# Think I'm having contractions?! Pressure in bum??-UPDATED!



## ParisJeTadore

After complaining about being overdue yesterday I kind of feel like eating my words because I think I may be in early labour! I started having what feel like contractions a couple hours ago. My belly goes hard, I get low cramping and pressure in my bum. Is it normal to have lots of rectal pressure each time I get a contraction?? I am starting to worry because I had really bad back labour with my son and remember having pain (other than in my back) in my bum too.

So I guess what I'm asking is, has anyone had pressure in their rectum during contractions and not had back labour? Is this a normal part of labour?


----------



## wanting2more

I get slight butt pain when labouring but it was terrible with my 2nd who was in fact posterior. Good luck, i do hope this is it for you


----------



## Tigermom

I did with my son! Oh, my goodness!! I forgot about those until you mentioned it :haha:

They are no fun, but I had them and had an anterior birth!! It is very likely. For me, my little ones just nestle down nice and low, and when I get a contraction (bh or regular) it smooshes everything. If he moves during a contraction, it will literally feel like he's outside my vagina (TMI). Each movement is extreme. But the bum pressure is totally possible without being back labor. 

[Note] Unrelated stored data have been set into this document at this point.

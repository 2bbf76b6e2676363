//! eBay OAuth tokens.
//!
//! eBay issues user access tokens valid for two hours and refresh tokens
//! valid for about eighteen months. A refresh grant returns a new access
//! token only; the refresh token carries over unchanged.

use secrecy::SecretString;
use serde::Deserialize;

use super::EbayError;

/// Seconds before expiry at which an access token is treated as expired.
const EXPIRY_SKEW_SECS: i64 = 60;

/// A user's eBay OAuth tokens.
#[derive(Debug, Clone)]
pub struct EbayToken {
    /// Bearer token for REST calls.
    pub access_token: SecretString,
    /// Long-lived token for obtaining new access tokens.
    pub refresh_token: Option<SecretString>,
    /// Unix timestamp when the access token expires.
    pub access_token_expires_at: i64,
    /// Unix timestamp when the refresh token expires (if known).
    pub refresh_token_expires_at: Option<i64>,
}

/// Successful response from the token endpoint.
#[derive(Deserialize)]
pub(crate) struct TokenResponse {
    access_token: String,
    /// Access token lifetime in seconds.
    expires_in: i64,
    #[serde(default)]
    refresh_token: Option<String>,
    /// Refresh token lifetime in seconds.
    #[serde(default)]
    refresh_token_expires_in: Option<i64>,
}

/// Error response from the token endpoint.
#[derive(Deserialize)]
pub(crate) struct TokenErrorResponse {
    #[serde(default)]
    error: Option<String>,
    #[serde(default)]
    error_description: Option<String>,
}

impl TokenResponse {
    /// Convert to a token, anchoring lifetimes at `now` (unix seconds).
    pub(crate) fn into_token(self, now: i64) -> EbayToken {
        EbayToken {
            access_token: SecretString::from(self.access_token),
            refresh_token: self.refresh_token.map(SecretString::from),
            access_token_expires_at: now + self.expires_in,
            refresh_token_expires_at: self.refresh_token_expires_in.map(|secs| now + secs),
        }
    }
}

impl TokenErrorResponse {
    pub(crate) fn into_error(self, status: u16) -> EbayError {
        EbayError::OAuth {
            error: self.error.unwrap_or_else(|| format!("http_{status}")),
            description: self.error_description,
        }
    }
}

impl EbayToken {
    /// Check if the access token has expired (with a 60 second margin).
    #[must_use]
    pub fn is_expired(&self) -> bool {
        self.expires_within(EXPIRY_SKEW_SECS)
    }

    /// Check if the access token will expire within the given number of seconds.
    #[must_use]
    pub fn expires_within(&self, seconds: i64) -> bool {
        let now = chrono::Utc::now().timestamp();
        now >= self.access_token_expires_at - seconds
    }

    /// Check if a refresh token is available and not expired.
    #[must_use]
    pub fn can_refresh(&self) -> bool {
        self.refresh_token.is_some()
            && self.refresh_token_expires_at.is_none_or(|expires_at| {
                let now = chrono::Utc::now().timestamp();
                now < expires_at - EXPIRY_SKEW_SECS
            })
    }

    /// Carry the previous refresh token over when a refresh grant omits one.
    #[must_use]
    pub fn inherit_refresh_token(mut self, previous: &Self) -> Self {
        if self.refresh_token.is_none() {
            self.refresh_token.clone_from(&previous.refresh_token);
            self.refresh_token_expires_at = previous.refresh_token_expires_at;
        }
        self
    }
}

#[cfg(test)]
#[allow(clippy::unwrap_used)]
mod tests {
    use secrecy::ExposeSecret;

    use super::*;

    fn token(expires_in: i64, refresh: Option<(&str, Option<i64>)>) -> EbayToken {
        let now = chrono::Utc::now().timestamp();
        EbayToken {
            access_token: SecretString::from("access"),
            refresh_token: refresh.map(|(t, _)| SecretString::from(t)),
            access_token_expires_at: now + expires_in,
            refresh_token_expires_at: refresh.and_then(|(_, at)| at.map(|secs| now + secs)),
        }
    }

    #[test]
    fn test_token_is_expired() {
        assert!(token(-3600, None).is_expired());
        assert!(!token(3600, None).is_expired());
        // inside the 60 second margin
        assert!(token(30, None).is_expired());
    }

    #[test]
    fn test_expires_within() {
        let t = token(240, None);
        assert!(t.expires_within(300));
        assert!(!t.expires_within(120));
    }

    #[test]
    fn test_can_refresh() {
        assert!(token(-1, Some(("r", Some(86_400)))).can_refresh());
        assert!(token(-1, Some(("r", None))).can_refresh());
        assert!(!token(-1, Some(("r", Some(-10)))).can_refresh());
        assert!(!token(-1, None).can_refresh());
    }

    #[test]
    fn test_token_response_lifetimes() {
        let json = r#"{
            "access_token": "v^1.1#abc",
            "expires_in": 7200,
            "refresh_token": "v^1.1#def",
            "refresh_token_expires_in": 47304000,
            "token_type": "User Access Token"
        }"#;
        let response: TokenResponse = serde_json::from_str(json).unwrap();
        let token = response.into_token(1_000);
        assert_eq!(token.access_token.expose_secret(), "v^1.1#abc");
        assert_eq!(token.access_token_expires_at, 8_200);
        assert_eq!(token.refresh_token_expires_at, Some(47_305_000));
    }

    #[test]
    fn test_refresh_keeps_previous_refresh_token() {
        let previous = token(-10, Some(("old-refresh", Some(86_400))));
        let json = r#"{"access_token":"fresh","expires_in":7200}"#;
        let response: TokenResponse = serde_json::from_str(json).unwrap();
        let refreshed = response.into_token(0).inherit_refresh_token(&previous);
        assert_eq!(
            refreshed.refresh_token.unwrap().expose_secret(),
            "old-refresh"
        );
        assert_eq!(
            refreshed.refresh_token_expires_at,
            previous.refresh_token_expires_at
        );
    }

    #[test]
    fn test_token_error_response() {
        let json = r#"{"error":"invalid_grant","error_description":"the code has expired"}"#;
        let response: TokenErrorResponse = serde_json::from_str(json).unwrap();
        match response.into_error(400) {
            EbayError::OAuth { error, description } => {
                assert_eq!(error, "invalid_grant");
                assert_eq!(description.as_deref(), Some("the code has expired"));
            }
            other => panic!("unexpected error: {other}"),
        }
    }

    #[test]
    fn test_token_debug_redacts_secret() {
        let debug = format!("{:?}", token(10, Some(("refresh-secret", None))));
        assert!(!debug.contains("refresh-secret"));
    }
}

I hope this is it for you!!! 

You got me a little excited because that has just started happening to me tonight, including the bum pressure, but I had totally forgot about having it with ds1, and I thought I just had to poop. :haha:

Good luck! Keep us posted!!! :hugs:


----------



## Kiwiberry

Yup, it can be totally normal sweetie. I had butt pain when I was in labor. I felt a lot of pain and pressure down low above my pelvic bone as well.


----------



## princessatmey

am jumpin in soz. Can you get butt pain with bh had odd pain in tail bone area or lower on off. Am only 32+5 no3. Had scan tues an she put head at just above vag (pubic bone ) body up rightside an bumb middle breast area, also facing left lol she had go funny angle to see face not that i got a pic.


----------



## MummyToAmberx

Yes its normal. Ive never had back labour.


----------



## ParisJeTadore

Thank you ladies :hugs: contractions have been getting stronger but still anywhere from 7-10 minutes apart. Ugh. Not sure if I should call my dad yet to watch LO?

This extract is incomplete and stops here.